Über Ekimeli

Ekimeli ist lingalesisch,  die Sprache die in der Demokratischen Republik Kongo hauptsächlich gesprochen wird, und bedeutet Zuflucht. Unsere NGO wurde 2013 von Brigitte Wickart und Laura Münger mit dem Ziel gegründet, die Bevölkerung von Kasangulu zu unterstützen. Kasangulu ist eine Stadt mit 28’000 Einwohnern 25 km von Kinshasa, der Hauptstadt der DRK, entfernt. In den letzten Jahren konnten wir unser erstes Projekt, den Bau eines Schulgebäudes für die Schüler von Kasangulu realisieren.

Wie ist Ekimeli entstanden?

« Während eines Besuches in meinem Heimatdorf bin ich einem Lehrer mit seinen Schülern begegnet. Trotz der benachteiligten Situation der Kinder und der fehlenden schulischen Infrastruktur sah ich den Wissenshunger in den Augen der Kinder. In diesem Moment habe ich entschieden, dass ich helfen und den Kinder von Kasangulu ermöglichen will, ihren Wissenshunger in geregelten Rahmenbedingungen zu stillen. » Brigitte Wickart, Präsidentin des NGO’s Ekimeli

Die Präsidentin Brigitte Wickart hat gemeinsam mit ihrem Ehemann ein grosses Stück Land geerbt und entschieden, darauf eine Schule zu erbauen, um den nicht privilegierten Kindern den Schulbesuch zu ermöglichen.

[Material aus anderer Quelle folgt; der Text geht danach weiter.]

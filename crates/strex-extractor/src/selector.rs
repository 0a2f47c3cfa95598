//! Candidate sentence selection
//!
//! Two categories are selected per article, streaks and records. Both
//! share one `SelectionAccumulator` so a sentence is never selected twice.

use std::collections::BTreeSet;

use serde::{Deserialize, Serialize};
use strex_core::{Document, ExtractionConfig, Sentence};

use crate::matcher::{Matcher, PatternElement, TokenPattern, TokenPredicate};

/// Default lowercased words that mark a streak sentence
pub const STREAK_CUES: [&str; 3] = ["straight", "streak", "consecutive"];

/// Pattern identifier for record cues
pub const RECORD_PATTERN: &str = "records";

const RECORD_SCOPES: [&str; 3] = ["career", "season", "franchise"];
const RECORD_KINDS: [&str; 5] = ["best", "high", "worst", "low", "record"];

/// Category of a selected sentence
#[derive(Debug, Clone, Copy, PartialEq, Eq, Hash, Serialize, Deserialize)]
#[serde(rename_all = "lowercase")]
pub enum CueCategory {
    Streak,
    Record,
}

impl std::fmt::Display for CueCategory {
    fn fmt(&self, f: &mut std::fmt::Formatter<'_>) -> std::fmt::Result {
        match self {
            Self::Streak => write!(f, "streak"),
            Self::Record => write!(f, "record"),
        }
    }
}

// ============================================================================
// Accumulator
// ============================================================================

/// Sentence starts already selected for one article
///
/// Owned by the caller processing the article; never shared across articles.
#[derive(Debug, Clone, Default, PartialEq, Eq)]
pub struct SelectionAccumulator {
    starts: BTreeSet<usize>,
}

impl SelectionAccumulator {
    pub fn new() -> Self {
        Self::default()
    }

    /// Record a sentence start; false if it was already selected
    pub fn mark(&mut self, start: usize) -> bool {
        self.starts.insert(start)
    }

    pub fn contains(&self, start: usize) -> bool {
        self.starts.contains(&start)
    }

    pub fn len(&self) -> usize {
        self.starts.len()
    }

    pub fn is_empty(&self) -> bool {
        self.starts.is_empty()
    }

    /// Selected starts in ascending order
    pub fn starts(&self) -> impl Iterator<Item = usize> + '_ {
        self.starts.iter().copied()
    }
}

// ============================================================================
// Selector
// ============================================================================

/// Sentences selected for one article, per category
#[derive(Debug, Clone, Default, PartialEq, Eq)]
pub struct SelectedSentences {
    pub streaks: Vec<Sentence>,
    pub records: Vec<Sentence>,
}

impl SelectedSentences {
    /// Streak sentences followed by record sentences
    pub fn all(&self) -> Vec<Sentence> {
        self.streaks
            .iter()
            .chain(self.records.iter())
            .copied()
            .collect()
    }

    pub fn len(&self) -> usize {
        self.streaks.len() + self.records.len()
    }

    pub fn is_empty(&self) -> bool {
        self.streaks.is_empty() && self.records.is_empty()
    }
}

/// Selects streak and record candidate sentences
#[derive(Debug, Clone)]
pub struct SentenceSelector {
    streak_cues: Vec<String>,
    records: Matcher,
}

impl SentenceSelector {
    /// Create a selector with the default streak cues
    pub fn new() -> Self {
        Self::with_streak_cues(STREAK_CUES.iter().map(|s| s.to_string()).collect())
    }

    /// Create a selector with custom streak cues, compared case-insensitively
    pub fn with_streak_cues(streak_cues: Vec<String>) -> Self {
        Self {
            streak_cues: streak_cues.into_iter().map(|cue| cue.to_lowercase()).collect(),
            records: record_matcher(),
        }
    }

    pub fn from_config(config: &ExtractionConfig) -> Self {
        Self::with_streak_cues(config.streak_cues.clone())
    }

    /// Sentences holding a streak cue word, in token order
    pub fn select_streaks(
        &self,
        doc: &Document,
        acc: &mut SelectionAccumulator,
    ) -> Vec<Sentence> {
        let mut sentences = Vec::new();
        for (i, token) in doc.tokens().iter().enumerate() {
            if !self.streak_cues.contains(&token.lower()) {
                continue;
            }
            let sentence = doc.sentence_of(i);
            if acc.mark(sentence.start) {
                sentences.push(sentence);
            }
        }

        tracing::info!("Streaks. Found {} streak(s)", sentences.len());
        sentences
    }

    /// The opening sentence plus sentences holding a record cue
    ///
    /// The opening sentence is skipped only when an earlier call already
    /// selected it.
    pub fn select_records(
        &self,
        doc: &Document,
        acc: &mut SelectionAccumulator,
    ) -> Vec<Sentence> {
        let mut sentences = Vec::new();
        let Some(&first) = doc.sentences().first() else {
            tracing::info!("Records. Found 0 record(s)");
            return sentences;
        };

        if acc.mark(first.start) {
            sentences.push(first);
        }
        for hit in self.records.matches(doc) {
            let sentence = doc.sentence_of(hit.start);
            if acc.mark(sentence.start) {
                sentences.push(sentence);
            }
        }

        tracing::info!("Records. Found {} record(s)", sentences.len());
        sentences
    }

    /// Streak selection, then record selection, sharing `acc`
    pub fn select(&self, doc: &Document, acc: &mut SelectionAccumulator) -> SelectedSentences {
        let streaks = self.select_streaks(doc, acc);
        let records = self.select_records(doc, acc);
        SelectedSentences { streaks, records }
    }
}

impl Default for SentenceSelector {
    fn default() -> Self {
        Self::new()
    }
}

/// `{career|season|franchise} ("-")? {best|high|worst|low|record}`
pub fn record_matcher() -> Matcher {
    let mut matcher = Matcher::new();
    matcher.add(
        RECORD_PATTERN,
        vec![TokenPattern::new(vec![
            PatternElement::new(TokenPredicate::orth_in(&RECORD_SCOPES)),
            PatternElement::new(TokenPredicate::orth("-")).optional(),
            PatternElement::new(TokenPredicate::orth_in(&RECORD_KINDS)),
        ])],
    );
    matcher
}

Die Schule Ekimeli ist nun seit 2015 in Betrieb und es werden aktuell über 300 Schülerinnen und Schüler unterrichtet.

Wie kann sichergestellt werden, dass Ihr Geld auch ankommt?

Anders als bei vielen NGO Projekten verfügt Ekimeli über eine Kontrollperson vor Ort. Jean Wickart, der Ehemann von Brigitte Wickart überprüft die Schule regelmässig und stellt sicher, dass alle rechtlichen Auflagen erfüllt werden und die Gelder zweckgebunden investiert werden. Jährlich stellen wir ein Jahresbericht mit dem genauen Verwendungszweck den Spendenden zur Verfügung.

Wieso ist die Schule noch abhängig von Auslandgelder?

Aktuell bezahlen die privilegierten Kinder der Schule ein Schuldgeld, so dass diese eine Quersubventionierung für die nicht privilegierten Kinder ermöglichen und so die Löhne der Lehrpersonen sowie die Schulmaterialien decken.

Die Schule hat jedoch aktuell keine Budget für Reparaturen, Optimierung der sanitären Anlagen oder für eine saubere Wasseraufbereitung. Daher ist die Ekimeli Schule heute noch auf Auslandsgelder angewiesen. Das langfristige Ziel ist die Schule eigenständig, ohne Hilfe von aussen, in die Regelstrukturen zu übergeben.